Ikat, for me, is one of those techniques that we in India have several different iterations and craft clusters of and is also a shared legacy with many countries, such as Indonesia. So ikat is universally understood from east to west but is still very rooted in India. The designs of the polka, houndstooth or the Uzbek motifs are universally understood and for a label that seeks to address an international audience eventually, this was a great starting point. I did not want to do things like ikat-inspired printing because, while I respect the ones who do that, I felt it necessary to stay true to the craft and do ikat by hand and not compromise on the labour-intensive aspect of it.
Textile, texture, craft and tailoring — how do you balance the four?
One of the most important aspects of textile design is actually a very neglected subject in India. What happens in India is that most people tend to look at a particular finished product that comes in from any weaving cluster and they would use it as is without altering the construction of the fabric for end-use. I engineer the fabric according to the end-use, which is the other way around. That then gives us so many more options.

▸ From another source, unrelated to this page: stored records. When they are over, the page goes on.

//! PNG output encoder, backed by the `png` crate.

use crate::error::Result;
use crate::framebuffer::Framebuffer;
use std::fs::File;
use std::io::{BufWriter, Write};
use std::path::Path;

/// PNG encoder for framebuffer output.
pub struct PngEncoder;

impl PngEncoder {
    /// Encode a framebuffer into any writer as 8-bit RGBA.
    ///
    /// # Errors
    ///
    /// Returns an error if PNG encoding or writing fails.
    pub fn write_to<W: Write>(fb: &Framebuffer, writer: W) -> Result<()> {
        let mut encoder = png::Encoder::new(writer, fb.width(), fb.height());
        encoder.set_color(png::ColorType::Rgba);
        encoder.set_depth(png::BitDepth::Eight);

        let mut writer = encoder.write_header()?;
        // rows are stride-padded in the framebuffer
        writer.write_image_data(&fb.to_compact_pixels())?;
        writer.finish()?;
        Ok(())
    }

    /// Write a framebuffer to a PNG file.
    ///
    /// # Errors
    ///
    /// Returns an error if file creation or PNG encoding fails.
    pub fn write_to_file<P: AsRef<Path>>(fb: &Framebuffer, path: P) -> Result<()> {
        let file = File::create(path)?;
        Self::write_to(fb, BufWriter::new(file))
    }

    /// Encode a framebuffer to PNG bytes.
    ///
    /// # Errors
    ///
    /// Returns an error if PNG encoding fails.
    pub fn to_bytes(fb: &Framebuffer) -> Result<Vec<u8>> {
        let mut buffer = Vec::new();
        Self::write_to(fb, &mut buffer)?;
        Ok(buffer)
    }
}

As a textile designer, my skill set is to know how to engineer the fabric according to the design I have in mind — whether I want something structured or I want something to flow in a certain way. This requires an understanding of the techniques involved in making and weaving those fabrics. As a textile designer, I have that privilege of doing it and have exploited it for this collection. Of course the art of constructing a garment can be extremely important and can’t be underplayed because ultimately, the wearer has to feel comfortable in wearing a garment and it draws a certain aesthetic quality from how it is cut and stitched. That is something we give a lot of importance to. In fact, we had done several iterations of many of these garments, just to get it right. So we did a lot of research into it and it is very important for the whole exercise to be thought through in the studio. That is a benefit that I have because I can think of it from end to end — from yarn to the product — as there is no aspect of the design that isn’t done in-house here.
How do you envisage the future of fashion in India?

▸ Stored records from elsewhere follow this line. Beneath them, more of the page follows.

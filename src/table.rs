//! Row-shaped output tables consumed by bar renderers.

use crate::binning::Binned;
use crate::data::Dataset;

/// One bar: `{count, left, right, width, mid}`.
#[derive(Debug, Clone, Copy, PartialEq, Default)]
pub struct BinRow {
    /// Count or density.
    pub count: f64,
    /// Left edge.
    pub left: f64,
    /// Right edge.
    pub right: f64,
    /// `right - left`.
    pub width: f64,
    /// `left + width / 2`.
    pub mid: f64,
}

impl BinRow {
    /// Build a row from its edges; `width` and `mid` follow.
    #[must_use]
    pub fn new(count: f64, left: f64, right: f64) -> Self {
        let width = right - left;
        Self { count, left, right, width, mid: left + width / 2.0 }
    }

    /// True when every field is a number (no `NaN` placeholder).
    #[must_use]
    pub fn is_drawable(&self) -> bool {
        [self.count, self.left, self.right, self.width, self.mid].iter().all(|v| !v.is_nan())
    }

    /// Bit-level equality, treating `NaN` placeholders as equal.
    #[must_use]
    pub fn bit_eq(&self, other: &Self) -> bool {
        let a = [self.count, self.left, self.right, self.width, self.mid];
        let b = [other.count, other.left, other.right, other.width, other.mid];
        a.iter().zip(&b).all(|(x, y)| x.to_bits() == y.to_bits())
    }
}

/// In-range bars, one per bin.
#[derive(Debug, Clone, Default, PartialEq)]
pub struct BinTable {
    rows: Vec<BinRow>,
}

impl BinTable {
    /// Reshape a binning result into rows.
    #[must_use]
    pub fn from_binned(binned: &Binned) -> Self {
        let rows = binned
            .counts
            .iter()
            .zip(binned.edges.windows(2))
            .map(|(&count, w)| BinRow::new(count, w[0], w[1]))
            .collect();
        Self { rows }
    }

    /// All rows.
    #[must_use]
    pub fn rows(&self) -> &[BinRow] {
        &self.rows
    }

    /// Number of bins.
    #[must_use]
    pub fn len(&self) -> usize {
        self.rows.len()
    }

    /// True before the first computation.
    #[must_use]
    pub fn is_empty(&self) -> bool {
        self.rows.is_empty()
    }

    /// Left edge of the first bin.
    #[must_use]
    pub fn first_edge(&self) -> Option<f64> {
        self.rows.first().map(|r| r.left)
    }

    /// Right edge of the last bin.
    #[must_use]
    pub fn last_edge(&self) -> Option<f64> {
        self.rows.last().map(|r| r.right)
    }

    /// Tallest bar, ignoring `NaN` densities.
    #[must_use]
    pub fn max_count(&self) -> f64 {
        self.rows.iter().map(|r| r.count).filter(|c| !c.is_nan()).fold(0.0, f64::max)
    }

    /// Sum of counts.
    #[must_use]
    pub fn total(&self) -> f64 {
        self.rows.iter().map(|r| r.count).sum()
    }

    /// Bit-level equality of every row.
    #[must_use]
    pub fn bit_eq(&self, other: &Self) -> bool {
        self.rows.len() == other.rows.len()
            && self.rows.iter().zip(&other.rows).all(|(a, b)| a.bit_eq(b))
    }
}

/// The two out-of-range bars.
///
/// Each bar sits flush against the histogram: the low bar ends at the first
/// bin edge and the high bar starts at the last one. Its outward edge is the
/// most extreme outlier, or `NaN` when that side is empty.
#[derive(Debug, Clone, Copy, PartialEq, Default)]
pub struct OutlierTable {
    /// Values strictly below the visible range.
    pub low: BinRow,
    /// Values strictly above the visible range.
    pub high: BinRow,
}

impl OutlierTable {
    /// Aggregate values outside `range` against the computed `edges`.
    #[must_use]
    pub fn compute(dataset: &Dataset, range: (f64, f64), edges: &[f64]) -> Self {
        let first = edges.first().copied().unwrap_or(range.0);
        let last = edges.last().copied().unwrap_or(range.1);

        let (mut low_count, mut low_min) = (0usize, f64::NAN);
        let (mut high_count, mut high_max) = (0usize, f64::NAN);
        for &v in dataset.values() {
            if v < range.0 {
                low_count += 1;
                low_min = if low_min.is_nan() { v } else { low_min.min(v) };
            } else if v > range.1 {
                high_count += 1;
                high_max = if high_max.is_nan() { v } else { high_max.max(v) };
            }
        }

        Self {
            low: BinRow::new(low_count as f64, low_min, first),
            high: BinRow::new(high_count as f64, last, high_max),
        }
    }

    /// Rows in `[low, high]` order.
    #[must_use]
    pub fn rows(&self) -> [BinRow; 2] {
        [self.low, self.high]
    }

    /// Total number of outliers.
    #[must_use]
    pub fn total(&self) -> f64 {
        self.low.count + self.high.count
    }

    /// Bit-level equality, treating `NaN` placeholders as equal.
    #[must_use]
    pub fn bit_eq(&self, other: &Self) -> bool {
        self.low.bit_eq(&other.low) && self.high.bit_eq(&other.high)
    }
}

As a culture and society, India has always been sustainable and that is not something that is confined to only our textiles but is applicable across the board. Somehow, sadly, we lost some of those practices but the time has come now to reclaim them. If we continue to embrace what is ours, we will continue to be in a good place. Today there is a lot of emphasis on the movement of buying local that has emerged due to the pandemic and I hope that this will not be confined to only this period but will continue in the future too. Of course there is some short-term pain for all of us, which is undeniable when something of this magnitude hits us but it is because of this that many of us in the industry have had to revisit our processes and practices and I think, we have come out stronger. My optimistic view is that consumption in India will rise post this period.